Abstract.
Alzheimer’s disease (AD) is characterized by the deposition of β-amyloid peptides (Aβ) and a progressive loss of neurons leading to dementia. Because hippocampal neurogenesis is linked to functions such as learning, memory and mood, there has been great interest in examining the effects of AD on hippocampal neurogenesis. This article reviews the pertinent studies and tries to unite them in one possible disease model. Early in the disease, oligomeric Aβ may transiently promote the generation of immature neurons from neural stem cells (NSCs).

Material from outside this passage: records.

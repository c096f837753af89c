//! Audio output using cpal
//!
//! Writes from the caller go into a ring buffer; the real-time callback
//! drains it and plays silence when it runs dry. Stream errors reported by
//! cpal set a flag that fails the next write.

use crate::audio::device::{AudioStream, OutputStream};
use crate::audio::samples::{unpack, DeviceSample};
use crate::error::{Error, Result};
use cpal::traits::{DeviceTrait, StreamTrait};
use cpal::{Device, SampleFormat, Stream, StreamConfig};
use ringbuf::traits::{Consumer, Observer, Producer, Split};
use ringbuf::{HeapCons, HeapProd, HeapRb};
use std::sync::atomic::{AtomicBool, Ordering};
use std::sync::Arc;
use std::thread;
use std::time::{Duration, Instant};
use tracing::{debug, error, info};
use wavdeck_common::AudioFormat;

/// Time allowed for the device's own buffer to play out after the ring
/// buffer empties.
const DRAIN_TAIL: Duration = Duration::from_millis(50);

/// Playback stream on a cpal output device.
pub struct CpalOutput {
    stream: Option<Stream>,
    producer: HeapProd<i32>,
    format: AudioFormat,
    /// Set by the stream error callback
    error_flag: Arc<AtomicBool>,
    timeout: Duration,
    poll_interval: Duration,
}

impl CpalOutput {
    /// Build and start an output stream driven with `sample_format`
    /// samples.
    ///
    /// The ring buffer holds roughly 250 ms of audio, and never less than
    /// 1024 frames.
    pub fn open(
        device: &Device,
        config: &StreamConfig,
        sample_format: SampleFormat,
        format: AudioFormat,
        timeout: Duration,
        poll_interval: Duration,
    ) -> Result<Self> {
        let channels = format.channels as usize;
        let capacity = (format.sample_rate as usize * channels / 4).max(1024 * channels);
        let (producer, consumer) = HeapRb::<i32>::new(capacity).split();
        let error_flag = Arc::new(AtomicBool::new(false));

        let stream = match sample_format {
            SampleFormat::I16 => {
                build_stream::<i16>(device, config, consumer, Arc::clone(&error_flag))?
            }
            SampleFormat::I32 => {
                build_stream::<i32>(device, config, consumer, Arc::clone(&error_flag))?
            }
            SampleFormat::F32 => {
                build_stream::<f32>(device, config, consumer, Arc::clone(&error_flag))?
            }
            sample_format => {
                return Err(Error::DeviceOpen(format!(
                    "Unsupported sample format: {:?}",
                    sample_format
                )));
            }
        };

        stream
            .play()
            .map_err(|e| Error::DeviceOpen(format!("Failed to start stream: {}", e)))?;

        info!("Output stream started: {} ({:?} samples)", format, sample_format);
        Ok(Self {
            stream: Some(stream),
            producer,
            format,
            error_flag,
            timeout,
            poll_interval,
        })
    }

    fn check_error(&self) -> Result<()> {
        if self.error_flag.load(Ordering::SeqCst) {
            return Err(Error::Write("output stream reported an error".to_string()));
        }
        Ok(())
    }
}

fn build_stream<T: DeviceSample>(
    device: &Device,
    config: &StreamConfig,
    mut consumer: HeapCons<i32>,
    error_flag: Arc<AtomicBool>,
) -> Result<Stream> {
    device
        .build_output_stream(
            config,
            move |data: &mut [T], _: &cpal::OutputCallbackInfo| {
                for sample in data.iter_mut() {
                    *sample = consumer
                        .try_pop()
                        .map(T::from_device)
                        .unwrap_or(T::EQUILIBRIUM);
                }
            },
            move |err| {
                error!("Audio output stream error: {}", err);
                error_flag.store(true, Ordering::SeqCst);
            },
            None,
        )
        .map_err(|e| Error::DeviceOpen(format!("Failed to build output stream: {}", e)))
}

impl AudioStream for CpalOutput {
    fn format(&self) -> AudioFormat {
        self.format
    }

    fn close(&mut self) -> Result<()> {
        if let Some(stream) = self.stream.take() {
            debug!("Stopping output stream");
            stream
                .pause()
                .map_err(|e| Error::Write(format!("Failed to pause stream: {}", e)))?;
        }
        Ok(())
    }
}

impl OutputStream for CpalOutput {
    fn write(&mut self, bytes: &[u8]) -> Result<()> {
        if self.stream.is_none() {
            return Err(Error::Write("output stream is closed".to_string()));
        }
        if bytes.len() % self.format.frame_size() != 0 {
            return Err(Error::Write(format!(
                "{} bytes is not a whole number of {}-byte frames",
                bytes.len(),
                self.format.frame_size()
            )));
        }

        let mut samples = Vec::new();
        unpack(self.format.sample_width, bytes, &mut samples);

        let mut pending = samples.as_slice();
        let mut last_progress = Instant::now();
        while !pending.is_empty() {
            self.check_error()?;
            let pushed = self.producer.push_slice(pending);
            if pushed > 0 {
                pending = &pending[pushed..];
                last_progress = Instant::now();
            } else if last_progress.elapsed() >= self.timeout {
                return Err(Error::Write(format!(
                    "device stopped consuming samples for {:?}",
                    self.timeout
                )));
            } else {
                thread::sleep(self.poll_interval);
            }
        }
        Ok(())
    }

    fn drain(&mut self) -> Result<()> {
        if self.stream.is_none() {
            return Ok(());
        }

        let buffered_frames = self.producer.occupied_len() / self.format.channels as usize;
        let expected =
            Duration::from_secs_f64(buffered_frames as f64 / self.format.sample_rate as f64);
        let deadline = Instant::now() + expected + self.timeout;
        debug!("Draining {} buffered frames", buffered_frames);

        while !self.producer.is_empty() {
            self.check_error()?;
            if Instant::now() >= deadline {
                return Err(Error::Write(
                    "timed out waiting for playback to finish".to_string(),
                ));
            }
            thread::sleep(self.poll_interval);
        }
        thread::sleep(DRAIN_TAIL);
        self.check_error()
    }
}

impl Drop for CpalOutput {
    fn drop(&mut self) {
        // Ensure stream is stopped on drop
        let _ = self.close();
    }
}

However, reduced concentrations of multiple neurotrophic factors and higher levels of fibroblast growth factor-2 seem to induce a developmental arrest of newly generated neurons. Furthermore, fibrillary Aβ and down-regulation of oligodendrocyte-lineage transcription factor-2 (OLIG2) may cause the death of these nonfunctional neurons. Therefore, altering the brain microenvironment for fostering apt maturation of graft-derived neurons may be critical for improving the efficacy of NSC transplantation therapy for AD.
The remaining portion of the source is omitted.